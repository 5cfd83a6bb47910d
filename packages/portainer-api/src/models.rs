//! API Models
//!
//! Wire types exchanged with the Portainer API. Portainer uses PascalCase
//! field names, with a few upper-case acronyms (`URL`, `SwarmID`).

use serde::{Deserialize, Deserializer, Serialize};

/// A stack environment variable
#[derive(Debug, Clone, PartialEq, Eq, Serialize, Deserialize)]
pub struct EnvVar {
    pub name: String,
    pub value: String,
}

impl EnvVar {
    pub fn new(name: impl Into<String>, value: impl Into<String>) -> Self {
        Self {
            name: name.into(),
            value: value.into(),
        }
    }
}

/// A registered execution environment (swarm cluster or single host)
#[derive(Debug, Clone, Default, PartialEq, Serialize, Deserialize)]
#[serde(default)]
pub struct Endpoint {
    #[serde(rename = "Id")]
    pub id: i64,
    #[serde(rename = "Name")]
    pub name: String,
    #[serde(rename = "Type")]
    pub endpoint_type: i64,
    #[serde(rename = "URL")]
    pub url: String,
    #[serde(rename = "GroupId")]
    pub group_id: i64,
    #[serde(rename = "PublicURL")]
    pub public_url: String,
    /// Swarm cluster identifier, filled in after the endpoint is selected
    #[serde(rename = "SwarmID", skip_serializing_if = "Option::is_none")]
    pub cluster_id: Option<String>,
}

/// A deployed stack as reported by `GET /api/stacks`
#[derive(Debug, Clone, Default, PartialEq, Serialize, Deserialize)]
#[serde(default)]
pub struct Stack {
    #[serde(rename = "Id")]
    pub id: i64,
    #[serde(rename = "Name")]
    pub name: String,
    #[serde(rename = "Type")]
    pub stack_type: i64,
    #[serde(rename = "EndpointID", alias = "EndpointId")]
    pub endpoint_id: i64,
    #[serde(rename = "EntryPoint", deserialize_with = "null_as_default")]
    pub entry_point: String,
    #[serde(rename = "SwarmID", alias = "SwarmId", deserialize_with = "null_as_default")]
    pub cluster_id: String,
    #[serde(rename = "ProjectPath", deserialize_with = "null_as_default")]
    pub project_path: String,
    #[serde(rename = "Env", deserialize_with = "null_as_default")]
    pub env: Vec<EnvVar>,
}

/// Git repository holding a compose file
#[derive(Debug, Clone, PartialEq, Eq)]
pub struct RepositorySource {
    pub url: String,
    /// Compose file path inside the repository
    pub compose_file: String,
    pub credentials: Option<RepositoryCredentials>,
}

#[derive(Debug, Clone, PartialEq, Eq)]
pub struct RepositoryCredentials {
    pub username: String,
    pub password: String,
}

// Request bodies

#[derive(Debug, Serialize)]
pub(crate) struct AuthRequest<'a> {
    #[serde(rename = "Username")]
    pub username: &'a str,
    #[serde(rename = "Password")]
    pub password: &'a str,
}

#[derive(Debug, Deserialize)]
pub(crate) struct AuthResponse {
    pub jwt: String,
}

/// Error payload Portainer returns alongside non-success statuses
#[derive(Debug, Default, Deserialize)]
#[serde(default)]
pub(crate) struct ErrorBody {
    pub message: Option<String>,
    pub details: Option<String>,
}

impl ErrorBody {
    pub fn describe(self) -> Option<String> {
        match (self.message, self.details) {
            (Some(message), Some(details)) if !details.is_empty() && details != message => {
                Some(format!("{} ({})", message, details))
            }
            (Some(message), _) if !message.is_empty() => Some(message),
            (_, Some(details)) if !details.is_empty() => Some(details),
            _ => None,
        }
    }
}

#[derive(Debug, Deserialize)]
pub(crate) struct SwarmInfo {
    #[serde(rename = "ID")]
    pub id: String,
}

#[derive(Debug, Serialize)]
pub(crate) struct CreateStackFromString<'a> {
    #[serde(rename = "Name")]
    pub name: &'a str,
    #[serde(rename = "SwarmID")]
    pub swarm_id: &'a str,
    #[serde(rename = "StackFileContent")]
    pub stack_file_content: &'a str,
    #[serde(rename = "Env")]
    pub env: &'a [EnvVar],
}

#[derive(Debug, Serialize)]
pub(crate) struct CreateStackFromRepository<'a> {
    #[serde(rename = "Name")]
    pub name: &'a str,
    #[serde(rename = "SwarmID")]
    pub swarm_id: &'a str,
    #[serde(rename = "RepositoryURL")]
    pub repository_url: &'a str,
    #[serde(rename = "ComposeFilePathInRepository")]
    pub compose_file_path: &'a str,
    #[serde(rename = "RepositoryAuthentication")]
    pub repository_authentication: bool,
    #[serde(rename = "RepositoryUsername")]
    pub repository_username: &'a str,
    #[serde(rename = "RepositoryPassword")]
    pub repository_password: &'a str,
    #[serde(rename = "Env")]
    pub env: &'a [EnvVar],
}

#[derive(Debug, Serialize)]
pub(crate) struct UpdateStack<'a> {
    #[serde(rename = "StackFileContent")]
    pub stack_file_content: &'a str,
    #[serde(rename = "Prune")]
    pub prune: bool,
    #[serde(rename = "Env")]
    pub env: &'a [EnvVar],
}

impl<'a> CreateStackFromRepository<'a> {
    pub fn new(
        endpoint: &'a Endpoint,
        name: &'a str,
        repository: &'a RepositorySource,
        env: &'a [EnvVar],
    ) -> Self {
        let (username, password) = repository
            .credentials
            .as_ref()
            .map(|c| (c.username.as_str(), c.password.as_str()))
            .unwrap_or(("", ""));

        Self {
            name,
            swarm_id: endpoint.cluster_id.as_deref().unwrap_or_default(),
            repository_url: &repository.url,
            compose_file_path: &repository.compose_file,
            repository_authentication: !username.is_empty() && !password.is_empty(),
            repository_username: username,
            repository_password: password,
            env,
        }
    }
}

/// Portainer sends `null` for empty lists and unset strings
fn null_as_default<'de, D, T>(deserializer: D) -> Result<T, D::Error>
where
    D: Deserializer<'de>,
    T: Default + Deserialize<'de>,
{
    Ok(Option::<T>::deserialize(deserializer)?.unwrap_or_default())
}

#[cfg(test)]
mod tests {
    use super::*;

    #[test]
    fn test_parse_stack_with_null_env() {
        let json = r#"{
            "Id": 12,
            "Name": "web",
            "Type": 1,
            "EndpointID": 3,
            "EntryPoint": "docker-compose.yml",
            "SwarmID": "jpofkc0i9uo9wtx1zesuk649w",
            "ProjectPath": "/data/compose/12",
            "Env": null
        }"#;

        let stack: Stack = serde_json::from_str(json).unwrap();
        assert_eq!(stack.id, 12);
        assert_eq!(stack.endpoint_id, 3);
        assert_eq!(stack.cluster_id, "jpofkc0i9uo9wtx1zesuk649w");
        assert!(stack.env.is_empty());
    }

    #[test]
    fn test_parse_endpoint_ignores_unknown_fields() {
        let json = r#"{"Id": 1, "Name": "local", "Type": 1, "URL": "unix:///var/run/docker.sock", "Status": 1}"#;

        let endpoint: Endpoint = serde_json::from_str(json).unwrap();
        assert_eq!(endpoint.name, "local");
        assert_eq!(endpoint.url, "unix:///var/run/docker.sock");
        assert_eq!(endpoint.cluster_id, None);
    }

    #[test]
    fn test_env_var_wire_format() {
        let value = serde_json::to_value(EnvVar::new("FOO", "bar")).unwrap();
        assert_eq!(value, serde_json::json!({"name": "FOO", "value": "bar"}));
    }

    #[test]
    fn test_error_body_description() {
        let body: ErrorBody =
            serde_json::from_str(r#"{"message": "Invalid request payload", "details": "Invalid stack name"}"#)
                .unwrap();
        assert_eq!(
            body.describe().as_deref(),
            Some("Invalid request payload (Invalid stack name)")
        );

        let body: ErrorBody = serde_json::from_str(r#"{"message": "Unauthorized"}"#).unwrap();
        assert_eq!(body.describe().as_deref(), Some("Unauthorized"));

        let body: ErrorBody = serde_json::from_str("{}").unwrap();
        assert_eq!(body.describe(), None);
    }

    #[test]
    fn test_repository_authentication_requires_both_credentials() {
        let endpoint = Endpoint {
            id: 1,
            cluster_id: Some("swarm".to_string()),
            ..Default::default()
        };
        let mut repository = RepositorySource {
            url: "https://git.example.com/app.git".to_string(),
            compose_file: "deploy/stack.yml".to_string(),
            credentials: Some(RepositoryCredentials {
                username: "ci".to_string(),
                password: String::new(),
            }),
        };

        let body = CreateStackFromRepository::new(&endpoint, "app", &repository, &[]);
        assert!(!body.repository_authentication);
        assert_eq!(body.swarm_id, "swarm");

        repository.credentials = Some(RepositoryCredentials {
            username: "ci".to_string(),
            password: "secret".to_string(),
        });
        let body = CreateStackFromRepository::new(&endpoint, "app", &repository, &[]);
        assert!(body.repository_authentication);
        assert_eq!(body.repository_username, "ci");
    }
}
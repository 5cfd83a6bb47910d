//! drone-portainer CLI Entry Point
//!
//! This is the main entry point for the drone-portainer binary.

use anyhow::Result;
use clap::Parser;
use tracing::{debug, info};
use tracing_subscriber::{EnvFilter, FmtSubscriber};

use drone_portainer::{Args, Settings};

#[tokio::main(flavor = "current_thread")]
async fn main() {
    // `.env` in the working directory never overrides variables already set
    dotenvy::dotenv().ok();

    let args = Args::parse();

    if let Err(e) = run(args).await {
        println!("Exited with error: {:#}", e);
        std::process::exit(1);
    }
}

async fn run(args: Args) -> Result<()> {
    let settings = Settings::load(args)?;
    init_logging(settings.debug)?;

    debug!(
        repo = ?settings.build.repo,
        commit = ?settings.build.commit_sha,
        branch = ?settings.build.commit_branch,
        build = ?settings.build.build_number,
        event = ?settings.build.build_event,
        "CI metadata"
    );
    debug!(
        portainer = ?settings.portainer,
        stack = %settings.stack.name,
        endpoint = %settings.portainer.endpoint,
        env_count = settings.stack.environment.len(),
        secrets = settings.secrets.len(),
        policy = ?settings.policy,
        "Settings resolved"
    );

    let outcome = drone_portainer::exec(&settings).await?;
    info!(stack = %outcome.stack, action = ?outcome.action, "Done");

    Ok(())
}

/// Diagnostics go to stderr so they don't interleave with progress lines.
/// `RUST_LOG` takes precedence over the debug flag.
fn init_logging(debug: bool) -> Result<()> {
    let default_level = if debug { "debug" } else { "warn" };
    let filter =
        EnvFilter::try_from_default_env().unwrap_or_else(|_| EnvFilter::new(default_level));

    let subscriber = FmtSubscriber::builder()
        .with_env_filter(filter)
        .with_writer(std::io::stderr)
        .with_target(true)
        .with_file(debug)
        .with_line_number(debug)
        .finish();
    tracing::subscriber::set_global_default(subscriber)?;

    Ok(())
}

- - -

→ **Problem statement**
The answer must be the lines from the one containing "tracing::subscriber::set_global_default(subscriber)?;" through the last line of the records, written out exactly; please include nothing more.

→ **Written answer**
    tracing::subscriber::set_global_default(subscriber)?;

    Ok(())
}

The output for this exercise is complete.